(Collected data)
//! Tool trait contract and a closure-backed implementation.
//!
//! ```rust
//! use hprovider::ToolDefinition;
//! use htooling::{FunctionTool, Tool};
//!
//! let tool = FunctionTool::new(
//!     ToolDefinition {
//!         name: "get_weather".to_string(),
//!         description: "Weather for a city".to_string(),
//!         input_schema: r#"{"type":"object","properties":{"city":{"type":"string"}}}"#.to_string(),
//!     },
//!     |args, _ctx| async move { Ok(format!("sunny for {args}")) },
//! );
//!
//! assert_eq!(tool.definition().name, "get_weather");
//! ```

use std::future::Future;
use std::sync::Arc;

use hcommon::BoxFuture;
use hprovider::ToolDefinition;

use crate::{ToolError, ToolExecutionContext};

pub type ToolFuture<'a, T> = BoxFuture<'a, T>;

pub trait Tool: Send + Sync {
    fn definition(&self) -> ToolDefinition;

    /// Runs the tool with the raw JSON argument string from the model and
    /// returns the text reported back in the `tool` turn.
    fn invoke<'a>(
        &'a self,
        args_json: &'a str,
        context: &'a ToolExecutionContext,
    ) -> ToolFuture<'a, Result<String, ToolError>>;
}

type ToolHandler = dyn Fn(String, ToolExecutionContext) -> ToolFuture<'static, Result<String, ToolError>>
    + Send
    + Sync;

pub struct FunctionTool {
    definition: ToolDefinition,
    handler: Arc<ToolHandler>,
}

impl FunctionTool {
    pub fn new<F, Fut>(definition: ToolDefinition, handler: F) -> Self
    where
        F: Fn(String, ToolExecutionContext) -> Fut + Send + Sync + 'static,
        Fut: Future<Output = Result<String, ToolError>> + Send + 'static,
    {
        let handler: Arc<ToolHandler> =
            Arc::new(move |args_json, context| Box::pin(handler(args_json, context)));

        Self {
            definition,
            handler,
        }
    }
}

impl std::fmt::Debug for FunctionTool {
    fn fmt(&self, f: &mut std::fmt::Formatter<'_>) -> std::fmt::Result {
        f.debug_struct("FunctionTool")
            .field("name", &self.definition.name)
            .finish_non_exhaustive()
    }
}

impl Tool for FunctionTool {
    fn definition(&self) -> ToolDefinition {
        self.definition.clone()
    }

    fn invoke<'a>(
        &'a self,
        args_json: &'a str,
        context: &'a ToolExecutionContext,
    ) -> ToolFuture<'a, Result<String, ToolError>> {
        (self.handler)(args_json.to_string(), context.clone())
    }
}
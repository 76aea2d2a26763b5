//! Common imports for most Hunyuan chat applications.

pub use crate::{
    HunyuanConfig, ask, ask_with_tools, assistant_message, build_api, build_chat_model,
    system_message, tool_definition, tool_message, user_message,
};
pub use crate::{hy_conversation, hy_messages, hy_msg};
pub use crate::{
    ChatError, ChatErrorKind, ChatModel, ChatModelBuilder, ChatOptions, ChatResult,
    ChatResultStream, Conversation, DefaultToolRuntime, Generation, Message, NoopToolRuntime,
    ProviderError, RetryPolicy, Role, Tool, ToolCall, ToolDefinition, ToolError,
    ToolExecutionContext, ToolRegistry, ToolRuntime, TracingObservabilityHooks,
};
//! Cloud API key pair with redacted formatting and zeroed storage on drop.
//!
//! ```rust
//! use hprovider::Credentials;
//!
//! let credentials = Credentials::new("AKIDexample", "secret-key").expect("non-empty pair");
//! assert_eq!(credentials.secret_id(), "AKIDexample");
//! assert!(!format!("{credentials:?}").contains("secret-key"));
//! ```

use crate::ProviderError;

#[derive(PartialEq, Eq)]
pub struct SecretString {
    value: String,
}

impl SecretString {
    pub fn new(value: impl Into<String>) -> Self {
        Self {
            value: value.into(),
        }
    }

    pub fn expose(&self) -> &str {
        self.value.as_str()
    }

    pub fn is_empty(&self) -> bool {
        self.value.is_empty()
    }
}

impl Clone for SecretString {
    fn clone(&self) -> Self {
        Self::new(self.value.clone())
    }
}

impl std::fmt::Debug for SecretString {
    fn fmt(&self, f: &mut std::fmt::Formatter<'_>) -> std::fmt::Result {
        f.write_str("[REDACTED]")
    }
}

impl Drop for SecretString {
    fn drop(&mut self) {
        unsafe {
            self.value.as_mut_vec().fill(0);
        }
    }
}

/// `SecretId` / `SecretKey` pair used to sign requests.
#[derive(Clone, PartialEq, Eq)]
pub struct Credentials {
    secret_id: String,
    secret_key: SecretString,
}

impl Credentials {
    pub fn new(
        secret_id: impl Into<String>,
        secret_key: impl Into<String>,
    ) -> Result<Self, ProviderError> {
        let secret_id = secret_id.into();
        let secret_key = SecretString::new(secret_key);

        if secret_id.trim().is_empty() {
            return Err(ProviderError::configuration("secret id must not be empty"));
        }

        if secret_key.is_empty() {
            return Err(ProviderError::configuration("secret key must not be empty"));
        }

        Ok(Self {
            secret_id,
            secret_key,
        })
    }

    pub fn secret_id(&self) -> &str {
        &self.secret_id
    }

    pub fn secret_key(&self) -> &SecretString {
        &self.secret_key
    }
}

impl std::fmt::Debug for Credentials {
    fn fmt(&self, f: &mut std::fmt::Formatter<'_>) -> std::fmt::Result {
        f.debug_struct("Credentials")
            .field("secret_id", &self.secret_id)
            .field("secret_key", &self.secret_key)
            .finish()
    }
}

## What you will do:
Begin at the line above that has "pub struct SecretString" and stop after the line that has "pub struct Credentials", copying each line exactly and adding nothing else.

## Answer for this exercise:
pub struct SecretString {
    value: String,
}

impl SecretString {
    pub fn new(value: impl Into<String>) -> Self {
        Self {
            value: value.into(),
        }
    }

    pub fn expose(&self) -> &str {
        self.value.as_str()
    }

    pub fn is_empty(&self) -> bool {
        self.value.is_empty()
    }
}

impl Clone for SecretString {
    fn clone(&self) -> Self {
        Self::new(self.value.clone())
    }
}

impl std::fmt::Debug for SecretString {
    fn fmt(&self, f: &mut std::fmt::Formatter<'_>) -> std::fmt::Result {
        f.write_str("[REDACTED]")
    }
}

impl Drop for SecretString {
    fn drop(&mut self) {
        unsafe {
            self.value.as_mut_vec().fill(0);
        }
    }
}

/// `SecretId` / `SecretKey` pair used to sign requests.
#[derive(Clone, PartialEq, Eq)]
pub struct Credentials {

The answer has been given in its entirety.